Prompt: Below are the records; count how many of their lines contain the word "columns" and give that number only.

#### Data provided ####

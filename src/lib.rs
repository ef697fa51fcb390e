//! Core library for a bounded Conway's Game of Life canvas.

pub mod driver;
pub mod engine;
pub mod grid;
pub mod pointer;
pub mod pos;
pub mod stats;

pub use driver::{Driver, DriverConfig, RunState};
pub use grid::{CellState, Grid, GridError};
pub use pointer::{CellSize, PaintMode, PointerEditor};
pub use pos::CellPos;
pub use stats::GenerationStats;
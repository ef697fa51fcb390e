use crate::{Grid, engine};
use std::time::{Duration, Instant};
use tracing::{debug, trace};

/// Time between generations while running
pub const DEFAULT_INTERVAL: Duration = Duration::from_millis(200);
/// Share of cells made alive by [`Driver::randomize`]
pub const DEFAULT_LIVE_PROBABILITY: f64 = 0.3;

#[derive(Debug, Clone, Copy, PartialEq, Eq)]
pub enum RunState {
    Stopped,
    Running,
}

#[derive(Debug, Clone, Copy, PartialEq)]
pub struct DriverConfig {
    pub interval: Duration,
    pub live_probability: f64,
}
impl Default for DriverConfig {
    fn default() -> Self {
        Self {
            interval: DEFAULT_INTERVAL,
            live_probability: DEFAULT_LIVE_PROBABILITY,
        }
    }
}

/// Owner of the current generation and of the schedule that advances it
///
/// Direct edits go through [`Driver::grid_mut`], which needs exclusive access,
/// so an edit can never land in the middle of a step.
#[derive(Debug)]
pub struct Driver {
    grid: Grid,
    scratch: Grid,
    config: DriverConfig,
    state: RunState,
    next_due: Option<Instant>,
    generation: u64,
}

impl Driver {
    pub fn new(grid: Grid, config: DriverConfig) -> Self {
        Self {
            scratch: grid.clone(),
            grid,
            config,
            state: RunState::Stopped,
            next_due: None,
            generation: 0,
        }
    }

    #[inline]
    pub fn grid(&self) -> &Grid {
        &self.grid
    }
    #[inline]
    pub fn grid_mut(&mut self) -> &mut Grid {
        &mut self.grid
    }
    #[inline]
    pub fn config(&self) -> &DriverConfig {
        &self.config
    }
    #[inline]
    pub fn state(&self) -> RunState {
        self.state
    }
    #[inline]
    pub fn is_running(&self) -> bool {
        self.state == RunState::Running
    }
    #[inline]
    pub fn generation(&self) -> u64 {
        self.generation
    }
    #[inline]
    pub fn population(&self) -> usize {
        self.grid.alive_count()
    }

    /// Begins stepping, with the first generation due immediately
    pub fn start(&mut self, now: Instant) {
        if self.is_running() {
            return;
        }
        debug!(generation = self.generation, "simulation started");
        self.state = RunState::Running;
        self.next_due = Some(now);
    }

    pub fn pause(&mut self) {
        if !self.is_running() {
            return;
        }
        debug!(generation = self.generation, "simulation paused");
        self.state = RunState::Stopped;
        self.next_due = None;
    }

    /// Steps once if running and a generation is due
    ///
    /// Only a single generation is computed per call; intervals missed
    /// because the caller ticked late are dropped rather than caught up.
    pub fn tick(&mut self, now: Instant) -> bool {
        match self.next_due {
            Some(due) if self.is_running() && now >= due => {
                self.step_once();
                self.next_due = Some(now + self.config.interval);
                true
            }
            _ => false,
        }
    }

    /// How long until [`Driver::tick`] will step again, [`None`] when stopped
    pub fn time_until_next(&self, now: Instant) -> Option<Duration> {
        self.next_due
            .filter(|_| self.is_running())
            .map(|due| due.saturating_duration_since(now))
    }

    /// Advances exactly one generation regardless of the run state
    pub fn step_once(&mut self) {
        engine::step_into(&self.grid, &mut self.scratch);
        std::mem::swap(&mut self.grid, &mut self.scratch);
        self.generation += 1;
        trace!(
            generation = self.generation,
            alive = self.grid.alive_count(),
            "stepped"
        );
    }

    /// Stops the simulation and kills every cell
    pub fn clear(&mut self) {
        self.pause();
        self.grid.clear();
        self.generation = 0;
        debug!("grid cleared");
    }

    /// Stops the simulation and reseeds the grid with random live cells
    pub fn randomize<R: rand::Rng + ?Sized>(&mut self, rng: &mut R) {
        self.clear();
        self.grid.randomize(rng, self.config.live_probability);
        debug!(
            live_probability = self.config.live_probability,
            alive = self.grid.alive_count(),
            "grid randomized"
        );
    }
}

####
#### Data provided ####

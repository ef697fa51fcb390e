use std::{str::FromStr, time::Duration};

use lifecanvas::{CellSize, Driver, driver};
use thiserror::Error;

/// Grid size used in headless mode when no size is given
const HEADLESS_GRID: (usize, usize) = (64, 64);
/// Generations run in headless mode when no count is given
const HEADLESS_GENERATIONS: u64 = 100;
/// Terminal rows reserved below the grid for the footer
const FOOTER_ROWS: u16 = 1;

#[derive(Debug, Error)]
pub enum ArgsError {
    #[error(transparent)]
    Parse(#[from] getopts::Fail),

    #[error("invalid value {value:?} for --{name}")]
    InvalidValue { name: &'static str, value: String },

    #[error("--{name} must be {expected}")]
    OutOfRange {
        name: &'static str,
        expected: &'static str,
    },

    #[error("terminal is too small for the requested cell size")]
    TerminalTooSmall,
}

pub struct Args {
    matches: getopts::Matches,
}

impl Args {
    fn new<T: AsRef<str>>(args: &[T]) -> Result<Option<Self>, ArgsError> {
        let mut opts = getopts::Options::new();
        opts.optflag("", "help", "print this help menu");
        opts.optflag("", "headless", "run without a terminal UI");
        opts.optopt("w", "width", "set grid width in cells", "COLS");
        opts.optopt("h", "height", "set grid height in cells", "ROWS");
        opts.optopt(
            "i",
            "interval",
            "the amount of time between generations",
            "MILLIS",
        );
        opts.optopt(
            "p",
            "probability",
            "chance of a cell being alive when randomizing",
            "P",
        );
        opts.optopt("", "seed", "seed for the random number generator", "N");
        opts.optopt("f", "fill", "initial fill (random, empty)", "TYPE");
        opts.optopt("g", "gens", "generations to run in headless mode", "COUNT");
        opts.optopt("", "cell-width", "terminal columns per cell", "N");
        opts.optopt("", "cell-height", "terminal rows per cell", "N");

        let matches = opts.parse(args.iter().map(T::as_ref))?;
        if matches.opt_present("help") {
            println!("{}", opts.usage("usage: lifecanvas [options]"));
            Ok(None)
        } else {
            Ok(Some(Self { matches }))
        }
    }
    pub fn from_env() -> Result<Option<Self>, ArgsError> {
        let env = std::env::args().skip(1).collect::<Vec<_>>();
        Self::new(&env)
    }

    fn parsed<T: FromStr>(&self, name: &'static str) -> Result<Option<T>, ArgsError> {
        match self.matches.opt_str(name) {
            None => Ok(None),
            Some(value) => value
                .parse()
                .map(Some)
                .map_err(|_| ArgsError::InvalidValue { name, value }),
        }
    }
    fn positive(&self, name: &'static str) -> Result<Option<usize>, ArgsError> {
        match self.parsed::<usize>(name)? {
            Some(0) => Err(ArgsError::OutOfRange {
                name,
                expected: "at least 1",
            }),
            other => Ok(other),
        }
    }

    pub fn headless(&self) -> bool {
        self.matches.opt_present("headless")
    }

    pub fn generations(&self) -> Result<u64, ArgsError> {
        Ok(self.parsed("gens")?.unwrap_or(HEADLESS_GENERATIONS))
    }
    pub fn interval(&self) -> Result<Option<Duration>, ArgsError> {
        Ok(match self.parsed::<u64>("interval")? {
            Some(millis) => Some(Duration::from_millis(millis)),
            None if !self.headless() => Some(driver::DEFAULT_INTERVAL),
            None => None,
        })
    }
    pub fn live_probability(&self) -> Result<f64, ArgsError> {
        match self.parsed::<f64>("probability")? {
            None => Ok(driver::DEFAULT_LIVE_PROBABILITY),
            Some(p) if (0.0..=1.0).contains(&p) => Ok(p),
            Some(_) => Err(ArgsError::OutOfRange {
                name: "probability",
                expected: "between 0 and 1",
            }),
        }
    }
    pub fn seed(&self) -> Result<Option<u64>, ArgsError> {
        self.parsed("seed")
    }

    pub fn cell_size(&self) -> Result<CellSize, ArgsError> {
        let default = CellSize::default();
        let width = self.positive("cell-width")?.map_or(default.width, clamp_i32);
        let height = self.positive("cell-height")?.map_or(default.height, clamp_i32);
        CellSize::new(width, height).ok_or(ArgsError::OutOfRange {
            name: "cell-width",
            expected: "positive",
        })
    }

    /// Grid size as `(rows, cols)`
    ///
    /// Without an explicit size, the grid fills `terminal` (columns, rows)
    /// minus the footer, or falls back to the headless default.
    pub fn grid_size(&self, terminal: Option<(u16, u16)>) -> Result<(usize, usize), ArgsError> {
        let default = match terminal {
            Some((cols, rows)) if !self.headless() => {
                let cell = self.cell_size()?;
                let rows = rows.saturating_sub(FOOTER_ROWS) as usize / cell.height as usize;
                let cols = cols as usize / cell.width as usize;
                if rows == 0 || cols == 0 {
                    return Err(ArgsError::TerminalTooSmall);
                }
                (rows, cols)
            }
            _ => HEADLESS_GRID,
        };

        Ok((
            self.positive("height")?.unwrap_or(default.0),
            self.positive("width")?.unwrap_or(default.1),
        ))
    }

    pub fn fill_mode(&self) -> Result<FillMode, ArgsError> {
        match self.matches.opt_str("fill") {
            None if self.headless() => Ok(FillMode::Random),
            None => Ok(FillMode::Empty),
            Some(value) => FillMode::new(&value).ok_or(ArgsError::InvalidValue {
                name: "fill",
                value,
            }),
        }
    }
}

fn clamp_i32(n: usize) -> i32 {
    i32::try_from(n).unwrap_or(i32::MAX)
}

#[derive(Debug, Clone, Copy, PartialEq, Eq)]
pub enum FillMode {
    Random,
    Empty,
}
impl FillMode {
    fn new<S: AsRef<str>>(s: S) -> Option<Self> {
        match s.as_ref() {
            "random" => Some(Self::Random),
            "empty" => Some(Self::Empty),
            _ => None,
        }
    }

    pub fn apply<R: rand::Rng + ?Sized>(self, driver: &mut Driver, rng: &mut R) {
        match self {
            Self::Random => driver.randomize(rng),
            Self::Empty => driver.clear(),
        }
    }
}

####

Response: 2